- Data:
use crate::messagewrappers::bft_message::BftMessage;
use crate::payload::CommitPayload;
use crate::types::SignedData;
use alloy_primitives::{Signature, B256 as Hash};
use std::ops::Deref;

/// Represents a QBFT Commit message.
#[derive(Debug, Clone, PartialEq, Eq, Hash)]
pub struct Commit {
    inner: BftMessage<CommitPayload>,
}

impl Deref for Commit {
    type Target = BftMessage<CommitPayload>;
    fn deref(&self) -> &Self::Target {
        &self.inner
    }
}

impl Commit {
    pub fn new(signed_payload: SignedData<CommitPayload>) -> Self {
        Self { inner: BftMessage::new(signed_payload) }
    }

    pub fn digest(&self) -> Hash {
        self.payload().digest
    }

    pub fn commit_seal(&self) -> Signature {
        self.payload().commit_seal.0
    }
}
==
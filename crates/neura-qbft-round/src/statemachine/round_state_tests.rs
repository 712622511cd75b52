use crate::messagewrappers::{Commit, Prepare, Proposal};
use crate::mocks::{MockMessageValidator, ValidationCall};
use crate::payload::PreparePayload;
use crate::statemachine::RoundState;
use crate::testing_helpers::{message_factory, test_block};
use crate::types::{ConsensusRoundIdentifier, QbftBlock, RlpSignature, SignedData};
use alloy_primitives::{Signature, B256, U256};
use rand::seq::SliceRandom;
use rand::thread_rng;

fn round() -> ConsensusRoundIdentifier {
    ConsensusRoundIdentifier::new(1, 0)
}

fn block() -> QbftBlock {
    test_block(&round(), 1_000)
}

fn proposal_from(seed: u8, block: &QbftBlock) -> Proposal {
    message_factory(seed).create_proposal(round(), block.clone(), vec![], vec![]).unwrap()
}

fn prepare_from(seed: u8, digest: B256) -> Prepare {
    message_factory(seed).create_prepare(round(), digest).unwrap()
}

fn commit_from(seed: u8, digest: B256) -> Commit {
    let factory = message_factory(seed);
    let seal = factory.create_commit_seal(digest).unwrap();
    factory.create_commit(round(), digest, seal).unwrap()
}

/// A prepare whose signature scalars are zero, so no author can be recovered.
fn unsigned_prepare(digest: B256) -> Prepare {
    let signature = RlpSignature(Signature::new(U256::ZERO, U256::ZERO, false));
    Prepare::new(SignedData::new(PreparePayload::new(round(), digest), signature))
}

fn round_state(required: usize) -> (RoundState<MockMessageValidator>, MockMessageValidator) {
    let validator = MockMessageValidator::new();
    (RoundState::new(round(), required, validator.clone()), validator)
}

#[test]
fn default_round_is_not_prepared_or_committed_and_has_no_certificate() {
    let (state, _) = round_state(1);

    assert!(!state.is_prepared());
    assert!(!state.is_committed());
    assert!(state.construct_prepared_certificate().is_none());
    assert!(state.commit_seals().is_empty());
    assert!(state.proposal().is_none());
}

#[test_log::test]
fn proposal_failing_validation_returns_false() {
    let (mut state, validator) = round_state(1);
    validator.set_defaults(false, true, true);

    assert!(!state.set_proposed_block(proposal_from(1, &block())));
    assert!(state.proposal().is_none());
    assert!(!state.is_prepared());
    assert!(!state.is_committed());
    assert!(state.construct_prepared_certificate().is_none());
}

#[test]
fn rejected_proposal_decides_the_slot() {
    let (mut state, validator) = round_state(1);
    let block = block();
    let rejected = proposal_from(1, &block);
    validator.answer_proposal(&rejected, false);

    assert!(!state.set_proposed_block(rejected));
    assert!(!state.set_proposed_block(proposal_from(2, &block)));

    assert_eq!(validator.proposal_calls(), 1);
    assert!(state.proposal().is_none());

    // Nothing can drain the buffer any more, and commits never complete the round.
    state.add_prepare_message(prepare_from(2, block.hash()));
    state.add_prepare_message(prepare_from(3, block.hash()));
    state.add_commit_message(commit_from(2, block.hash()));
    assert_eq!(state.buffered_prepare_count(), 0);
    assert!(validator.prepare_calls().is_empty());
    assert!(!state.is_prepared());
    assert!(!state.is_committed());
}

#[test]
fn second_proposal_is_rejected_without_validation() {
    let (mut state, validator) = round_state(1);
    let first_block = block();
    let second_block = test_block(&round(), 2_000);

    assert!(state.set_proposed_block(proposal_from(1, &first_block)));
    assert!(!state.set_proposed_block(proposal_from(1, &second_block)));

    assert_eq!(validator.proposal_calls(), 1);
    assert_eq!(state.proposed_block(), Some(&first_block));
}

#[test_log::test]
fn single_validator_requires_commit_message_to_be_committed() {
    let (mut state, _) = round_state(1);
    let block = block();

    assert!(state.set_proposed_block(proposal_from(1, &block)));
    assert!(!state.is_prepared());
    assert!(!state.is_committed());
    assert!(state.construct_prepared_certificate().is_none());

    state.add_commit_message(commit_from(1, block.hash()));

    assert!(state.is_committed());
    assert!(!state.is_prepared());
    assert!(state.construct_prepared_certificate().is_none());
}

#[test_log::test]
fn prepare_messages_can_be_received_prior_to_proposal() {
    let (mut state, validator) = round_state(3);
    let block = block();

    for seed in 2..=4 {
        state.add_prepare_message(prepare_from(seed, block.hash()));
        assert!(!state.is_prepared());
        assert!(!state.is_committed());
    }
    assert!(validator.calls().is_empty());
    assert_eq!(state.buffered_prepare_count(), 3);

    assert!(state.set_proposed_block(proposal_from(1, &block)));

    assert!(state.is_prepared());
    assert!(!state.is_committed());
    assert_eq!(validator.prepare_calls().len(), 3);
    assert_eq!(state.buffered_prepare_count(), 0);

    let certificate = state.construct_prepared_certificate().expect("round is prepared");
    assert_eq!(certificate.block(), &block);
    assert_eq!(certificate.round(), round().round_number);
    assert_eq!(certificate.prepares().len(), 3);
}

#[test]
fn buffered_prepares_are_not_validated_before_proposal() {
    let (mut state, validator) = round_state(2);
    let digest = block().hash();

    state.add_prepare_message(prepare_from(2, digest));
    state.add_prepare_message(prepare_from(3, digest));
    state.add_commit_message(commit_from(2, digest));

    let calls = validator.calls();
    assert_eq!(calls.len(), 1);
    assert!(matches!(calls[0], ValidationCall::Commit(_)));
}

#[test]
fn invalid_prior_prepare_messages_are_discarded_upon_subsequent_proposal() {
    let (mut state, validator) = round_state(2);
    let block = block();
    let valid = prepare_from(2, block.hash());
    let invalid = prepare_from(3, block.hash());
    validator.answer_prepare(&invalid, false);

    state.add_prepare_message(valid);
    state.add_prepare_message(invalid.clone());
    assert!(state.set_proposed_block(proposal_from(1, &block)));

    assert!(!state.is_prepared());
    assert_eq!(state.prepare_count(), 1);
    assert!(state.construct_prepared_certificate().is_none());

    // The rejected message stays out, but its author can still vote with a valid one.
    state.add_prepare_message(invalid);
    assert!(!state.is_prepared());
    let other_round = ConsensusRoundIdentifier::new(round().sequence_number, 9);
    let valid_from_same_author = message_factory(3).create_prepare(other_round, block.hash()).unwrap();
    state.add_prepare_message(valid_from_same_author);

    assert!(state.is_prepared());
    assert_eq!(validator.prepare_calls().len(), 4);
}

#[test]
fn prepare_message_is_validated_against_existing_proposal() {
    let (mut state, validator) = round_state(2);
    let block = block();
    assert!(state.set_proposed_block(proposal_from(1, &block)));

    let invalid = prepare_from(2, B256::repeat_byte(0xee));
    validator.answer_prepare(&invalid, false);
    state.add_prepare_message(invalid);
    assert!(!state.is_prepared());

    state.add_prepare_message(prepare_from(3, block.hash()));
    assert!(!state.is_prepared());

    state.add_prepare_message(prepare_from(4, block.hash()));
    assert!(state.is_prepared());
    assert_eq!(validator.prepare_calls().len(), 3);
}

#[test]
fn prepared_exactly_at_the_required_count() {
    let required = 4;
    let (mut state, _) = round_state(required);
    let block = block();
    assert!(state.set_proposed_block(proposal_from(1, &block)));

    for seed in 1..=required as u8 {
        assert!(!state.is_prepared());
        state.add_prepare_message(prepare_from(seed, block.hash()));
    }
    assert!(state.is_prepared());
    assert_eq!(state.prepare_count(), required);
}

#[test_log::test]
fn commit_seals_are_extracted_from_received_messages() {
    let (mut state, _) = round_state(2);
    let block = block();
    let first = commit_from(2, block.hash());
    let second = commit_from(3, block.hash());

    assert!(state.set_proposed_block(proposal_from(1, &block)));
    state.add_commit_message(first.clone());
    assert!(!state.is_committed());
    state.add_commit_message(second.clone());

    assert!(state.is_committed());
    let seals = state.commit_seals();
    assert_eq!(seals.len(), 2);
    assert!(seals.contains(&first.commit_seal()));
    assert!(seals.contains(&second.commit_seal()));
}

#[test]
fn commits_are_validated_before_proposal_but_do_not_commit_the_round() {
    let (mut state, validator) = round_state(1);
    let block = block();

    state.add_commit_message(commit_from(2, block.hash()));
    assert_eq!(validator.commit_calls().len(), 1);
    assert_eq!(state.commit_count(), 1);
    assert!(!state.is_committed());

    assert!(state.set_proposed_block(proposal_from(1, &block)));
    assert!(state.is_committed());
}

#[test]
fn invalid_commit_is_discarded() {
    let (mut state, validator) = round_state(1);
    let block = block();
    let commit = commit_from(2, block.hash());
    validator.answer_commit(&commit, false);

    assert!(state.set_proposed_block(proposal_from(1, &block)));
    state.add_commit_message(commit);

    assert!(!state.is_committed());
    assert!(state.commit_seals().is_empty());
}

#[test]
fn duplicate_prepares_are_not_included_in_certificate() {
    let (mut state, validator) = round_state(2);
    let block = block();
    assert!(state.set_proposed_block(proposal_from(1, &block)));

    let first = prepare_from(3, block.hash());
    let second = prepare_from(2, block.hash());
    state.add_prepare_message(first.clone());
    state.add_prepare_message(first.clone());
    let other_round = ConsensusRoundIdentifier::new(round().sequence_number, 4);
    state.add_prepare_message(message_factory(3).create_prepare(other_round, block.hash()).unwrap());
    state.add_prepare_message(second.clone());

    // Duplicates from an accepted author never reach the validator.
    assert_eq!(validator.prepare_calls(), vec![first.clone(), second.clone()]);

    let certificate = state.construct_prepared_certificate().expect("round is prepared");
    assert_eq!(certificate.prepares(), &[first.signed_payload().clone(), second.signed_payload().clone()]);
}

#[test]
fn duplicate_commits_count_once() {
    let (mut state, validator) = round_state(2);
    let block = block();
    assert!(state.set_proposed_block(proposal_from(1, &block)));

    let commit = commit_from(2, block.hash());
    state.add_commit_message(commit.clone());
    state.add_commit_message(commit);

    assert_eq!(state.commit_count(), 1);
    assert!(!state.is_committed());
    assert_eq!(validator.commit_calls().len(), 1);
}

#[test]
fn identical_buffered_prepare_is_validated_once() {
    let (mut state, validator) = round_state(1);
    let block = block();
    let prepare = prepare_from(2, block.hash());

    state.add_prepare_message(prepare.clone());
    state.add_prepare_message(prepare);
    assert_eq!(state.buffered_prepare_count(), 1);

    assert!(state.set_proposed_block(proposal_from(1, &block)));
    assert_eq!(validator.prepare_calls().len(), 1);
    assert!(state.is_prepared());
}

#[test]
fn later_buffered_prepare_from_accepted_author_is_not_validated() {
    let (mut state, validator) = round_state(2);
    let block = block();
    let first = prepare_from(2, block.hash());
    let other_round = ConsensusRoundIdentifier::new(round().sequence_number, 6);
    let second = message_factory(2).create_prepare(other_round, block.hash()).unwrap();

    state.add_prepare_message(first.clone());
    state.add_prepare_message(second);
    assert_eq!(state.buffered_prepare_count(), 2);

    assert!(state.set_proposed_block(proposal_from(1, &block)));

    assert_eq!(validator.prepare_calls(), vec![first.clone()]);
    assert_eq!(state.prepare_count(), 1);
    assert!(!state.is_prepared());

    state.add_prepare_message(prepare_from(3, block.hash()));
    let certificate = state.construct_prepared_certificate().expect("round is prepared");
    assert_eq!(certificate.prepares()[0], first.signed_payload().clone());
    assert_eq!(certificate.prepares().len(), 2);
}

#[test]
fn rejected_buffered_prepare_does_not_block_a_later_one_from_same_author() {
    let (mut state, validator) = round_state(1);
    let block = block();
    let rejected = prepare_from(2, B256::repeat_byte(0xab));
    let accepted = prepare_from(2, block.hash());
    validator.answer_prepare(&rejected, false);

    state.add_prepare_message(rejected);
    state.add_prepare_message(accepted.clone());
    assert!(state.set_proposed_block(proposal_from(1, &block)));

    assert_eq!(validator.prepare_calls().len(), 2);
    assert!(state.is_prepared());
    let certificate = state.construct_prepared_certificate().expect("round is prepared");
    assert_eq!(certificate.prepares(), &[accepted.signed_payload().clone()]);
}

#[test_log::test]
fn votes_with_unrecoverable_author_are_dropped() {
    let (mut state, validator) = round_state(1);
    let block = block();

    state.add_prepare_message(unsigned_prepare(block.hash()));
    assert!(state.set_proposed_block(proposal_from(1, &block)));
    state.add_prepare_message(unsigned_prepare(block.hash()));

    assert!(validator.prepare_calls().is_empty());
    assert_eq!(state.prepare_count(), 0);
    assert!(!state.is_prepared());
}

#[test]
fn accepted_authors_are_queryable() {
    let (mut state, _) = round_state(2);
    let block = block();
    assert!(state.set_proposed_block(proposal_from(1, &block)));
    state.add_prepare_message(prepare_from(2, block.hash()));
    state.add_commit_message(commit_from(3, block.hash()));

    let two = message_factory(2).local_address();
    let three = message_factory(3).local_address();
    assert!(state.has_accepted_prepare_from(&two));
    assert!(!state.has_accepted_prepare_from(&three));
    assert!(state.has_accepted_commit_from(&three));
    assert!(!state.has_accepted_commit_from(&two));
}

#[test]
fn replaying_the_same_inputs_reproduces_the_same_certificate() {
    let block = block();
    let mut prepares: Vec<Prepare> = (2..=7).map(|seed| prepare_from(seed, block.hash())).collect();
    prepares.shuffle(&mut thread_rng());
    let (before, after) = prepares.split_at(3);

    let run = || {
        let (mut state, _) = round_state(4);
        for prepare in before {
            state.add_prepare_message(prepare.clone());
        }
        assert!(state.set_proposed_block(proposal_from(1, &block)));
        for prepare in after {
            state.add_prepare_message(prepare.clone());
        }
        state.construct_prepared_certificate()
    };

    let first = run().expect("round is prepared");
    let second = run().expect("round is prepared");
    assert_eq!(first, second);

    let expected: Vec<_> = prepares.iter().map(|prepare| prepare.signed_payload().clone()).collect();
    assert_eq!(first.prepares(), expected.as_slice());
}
* * *
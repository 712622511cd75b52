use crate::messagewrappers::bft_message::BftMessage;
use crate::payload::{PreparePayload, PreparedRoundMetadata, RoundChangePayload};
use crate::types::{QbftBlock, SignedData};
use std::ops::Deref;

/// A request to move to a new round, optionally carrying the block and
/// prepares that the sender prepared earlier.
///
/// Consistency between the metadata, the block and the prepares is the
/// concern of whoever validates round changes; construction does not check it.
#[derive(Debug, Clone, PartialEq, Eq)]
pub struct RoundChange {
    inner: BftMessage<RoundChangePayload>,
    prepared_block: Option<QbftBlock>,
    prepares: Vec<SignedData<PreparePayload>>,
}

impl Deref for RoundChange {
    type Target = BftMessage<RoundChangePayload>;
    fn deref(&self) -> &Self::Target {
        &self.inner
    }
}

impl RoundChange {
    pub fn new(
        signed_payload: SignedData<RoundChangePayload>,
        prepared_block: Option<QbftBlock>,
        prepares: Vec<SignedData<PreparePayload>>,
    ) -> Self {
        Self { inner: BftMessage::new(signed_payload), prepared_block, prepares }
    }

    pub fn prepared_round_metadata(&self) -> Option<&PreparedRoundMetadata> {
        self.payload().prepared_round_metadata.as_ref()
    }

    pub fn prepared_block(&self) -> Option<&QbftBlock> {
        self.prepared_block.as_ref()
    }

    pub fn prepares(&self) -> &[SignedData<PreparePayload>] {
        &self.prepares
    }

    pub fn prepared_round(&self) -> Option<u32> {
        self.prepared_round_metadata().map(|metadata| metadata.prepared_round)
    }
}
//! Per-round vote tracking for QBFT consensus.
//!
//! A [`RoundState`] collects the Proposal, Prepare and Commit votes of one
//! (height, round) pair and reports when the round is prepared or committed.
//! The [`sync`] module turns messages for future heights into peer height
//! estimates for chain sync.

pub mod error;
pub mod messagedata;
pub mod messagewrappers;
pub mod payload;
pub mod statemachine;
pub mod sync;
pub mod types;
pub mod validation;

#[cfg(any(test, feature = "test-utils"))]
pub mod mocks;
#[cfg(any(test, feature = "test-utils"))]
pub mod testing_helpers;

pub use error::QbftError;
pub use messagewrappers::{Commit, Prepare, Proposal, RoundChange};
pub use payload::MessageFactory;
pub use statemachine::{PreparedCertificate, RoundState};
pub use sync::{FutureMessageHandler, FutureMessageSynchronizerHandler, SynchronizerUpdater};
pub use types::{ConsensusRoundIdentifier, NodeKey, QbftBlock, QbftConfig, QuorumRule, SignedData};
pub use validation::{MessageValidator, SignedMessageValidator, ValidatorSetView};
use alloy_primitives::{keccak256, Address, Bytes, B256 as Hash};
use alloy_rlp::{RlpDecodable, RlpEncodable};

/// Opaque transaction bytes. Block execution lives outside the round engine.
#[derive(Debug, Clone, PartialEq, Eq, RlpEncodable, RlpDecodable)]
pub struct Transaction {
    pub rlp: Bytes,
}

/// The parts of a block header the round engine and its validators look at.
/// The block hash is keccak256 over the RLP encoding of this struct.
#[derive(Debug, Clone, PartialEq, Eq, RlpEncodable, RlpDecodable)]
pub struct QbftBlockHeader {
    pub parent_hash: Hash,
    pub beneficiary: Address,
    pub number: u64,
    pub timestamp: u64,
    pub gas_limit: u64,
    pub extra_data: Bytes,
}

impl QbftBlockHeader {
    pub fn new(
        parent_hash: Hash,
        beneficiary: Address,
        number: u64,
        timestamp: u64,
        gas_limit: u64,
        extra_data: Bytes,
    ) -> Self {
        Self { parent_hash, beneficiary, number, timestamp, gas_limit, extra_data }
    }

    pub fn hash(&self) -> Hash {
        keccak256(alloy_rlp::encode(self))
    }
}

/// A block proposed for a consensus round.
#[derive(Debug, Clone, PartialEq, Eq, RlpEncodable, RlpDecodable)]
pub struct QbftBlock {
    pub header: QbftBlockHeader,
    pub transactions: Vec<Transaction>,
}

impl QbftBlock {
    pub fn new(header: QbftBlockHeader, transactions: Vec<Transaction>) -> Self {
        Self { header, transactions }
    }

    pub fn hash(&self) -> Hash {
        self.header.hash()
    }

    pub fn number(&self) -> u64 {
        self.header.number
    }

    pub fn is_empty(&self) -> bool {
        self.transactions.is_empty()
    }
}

- Description of the task:
Which lines in the listing above hold the word "error"? Show each of them.

- Response to the exercise:
pub mod error;
pub use error::QbftError;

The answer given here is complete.